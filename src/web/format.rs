//! Output formats of the list endpoint

use crate::record::Record;
use std::collections::BTreeSet;

/// Rendering selected by the `format` query parameter
#[derive(Debug, Clone, Copy, PartialEq, Eq)]
pub enum ListFormat {
    /// Records inside the usual status envelope
    Json,
    /// One JSON document per line, no envelope
    JsonFlat,
    /// Bare JSON array
    JsonArray,
    Csv { skip_header: bool },
}

impl ListFormat {
    /// `None` for an unknown format name
    pub fn parse(name: &str, skip_header: bool) -> Option<Self> {
        let format = match name.trim().to_ascii_lowercase().as_str() {
            "" | "json" => ListFormat::Json,
            "jsonflat" => ListFormat::JsonFlat,
            "jsonarray" | "jsonarr" | "jsonlist" => ListFormat::JsonArray,
            "csv" => ListFormat::Csv { skip_header },
            "csvheadless" => ListFormat::Csv { skip_header: true },
            _ => return None,
        };
        Some(format)
    }

    pub fn content_type(&self) -> &'static str {
        match self {
            ListFormat::Csv { .. } => "text/csv",
            _ => "application/json",
        }
    }

    /// Render `records`; `columns` picks and orders the CSV columns
    pub fn render(&self, records: &[Record], columns: &[String]) -> Result<Vec<u8>, serde_json::Error> {
        let body = match self {
            ListFormat::Json => {
                let mut out = b"{\"status\":\"OK\",\"result\":".to_vec();
                serde_json::to_writer(&mut out, records)?;
                out.push(b'}');
                out
            }
            ListFormat::JsonFlat => {
                let mut out = Vec::new();
                for record in records {
                    serde_json::to_writer(&mut out, record)?;
                    out.push(b'\n');
                }
                out
            }
            ListFormat::JsonArray => serde_json::to_vec(records)?,
            ListFormat::Csv { skip_header } => csv(records, columns, *skip_header).into_bytes(),
        };
        Ok(body)
    }
}

fn csv(records: &[Record], columns: &[String], skip_header: bool) -> String {
    // Without explicit columns, every field seen in any record, sorted
    let columns: Vec<String> = if columns.is_empty() {
        records
            .iter()
            .flat_map(Record::fields)
            .collect::<BTreeSet<_>>()
            .into_iter()
            .map(str::to_string)
            .collect()
    } else {
        columns.to_vec()
    };

    let mut out = String::new();
    if !skip_header {
        write_row(&mut out, columns.iter().cloned());
    }
    for record in records {
        write_row(&mut out, columns.iter().map(|column| record.text(column)));
    }
    out
}

fn write_row(out: &mut String, cells: impl Iterator<Item = String>) {
    for (i, cell) in cells.enumerate() {
        if i > 0 {
            out.push(',');
        }
        if needs_quotes(&cell) {
            out.push('"');
            out.push_str(&cell.replace('"', "\"\""));
            out.push('"');
        } else {
            out.push_str(&cell);
        }
    }
    out.push('\n');
}

fn needs_quotes(cell: &str) -> bool {
    cell.starts_with([' ', '\t']) || cell.contains([',', '"', '\r', '\n'])
}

WHAT THE EXERCISE ASKS —
Each entry should be written out again exactly, with no word left out.

REPLY —
filename src/web/format.rs
//! Output formats of the list endpoint

use crate::record::Record;
use std::collections::BTreeSet;

/// Rendering selected by the `format` query parameter
#[derive(Debug, Clone, Copy, PartialEq, Eq)]
pub enum ListFormat {
    /// Records inside the usual status envelope
    Json,
    /// One JSON document per line, no envelope
    JsonFlat,
    /// Bare JSON array
    JsonArray,
    Csv { skip_header: bool },
}

impl ListFormat {
    /// `None` for an unknown format name
    pub fn parse(name: &str, skip_header: bool) -> Option<Self> {
        let format = match name.trim().to_ascii_lowercase().as_str() {
            "" | "json" => ListFormat::Json,
            "jsonflat" => ListFormat::JsonFlat,
            "jsonarray" | "jsonarr" | "jsonlist" => ListFormat::JsonArray,
            "csv" => ListFormat::Csv { skip_header },
            "csvheadless" => ListFormat::Csv { skip_header: true },
            _ => return None,
        };
        Some(format)
    }

    pub fn content_type(&self) -> &'static str {
        match self {
            ListFormat::Csv { .. } => "text/csv",
            _ => "application/json",
        }
    }

    /// Render `records`; `columns` picks and orders the CSV columns
    pub fn render(&self, records: &[Record], columns: &[String]) -> Result<Vec<u8>, serde_json::Error> {
        let body = match self {
            ListFormat::Json => {
                let mut out = b"{\"status\":\"OK\",\"result\":".to_vec();
                serde_json::to_writer(&mut out, records)?;
                out.push(b'}');
                out
            }
            ListFormat::JsonFlat => {
                let mut out = Vec::new();
                for record in records {
                    serde_json::to_writer(&mut out, record)?;
                    out.push(b'\n');
                }
                out
            }
            ListFormat::JsonArray => serde_json::to_vec(records)?,
            ListFormat::Csv { skip_header } => csv(records, columns, *skip_header).into_bytes(),
        };
        Ok(body)
    }
}

fn csv(records: &[Record], columns: &[String], skip_header: bool) -> String {
    // Without explicit columns, every field seen in any record, sorted
    let columns: Vec<String> = if columns.is_empty() {
        records
            .iter()
            .flat_map(Record::fields)
            .collect::<BTreeSet<_>>()
            .into_iter()
            .map(str::to_string)
            .collect()
    } else {
        columns.to_vec()
    };

    let mut out = String::new();
    if !skip_header {
        write_row(&mut out, columns.iter().cloned());
    }
    for record in records {
        write_row(&mut out, columns.iter().map(|column| record.text(column)));
    }
    out
}

fn write_row(out: &mut String, cells: impl Iterator<Item = String>) {
    for (i, cell) in cells.enumerate() {
        if i > 0 {
            out.push(',');
        }
        if needs_quotes(&cell) {
            out.push('"');
            out.push_str(&cell.replace('"', "\"\""));
            out.push('"');
        } else {
            out.push_str(&cell);
        }
    }
    out.push('\n');
}

fn needs_quotes(cell: &str) -> bool {
    cell.starts_with([' ', '\t']) || cell.contains([',', '"', '\r', '\n'])
}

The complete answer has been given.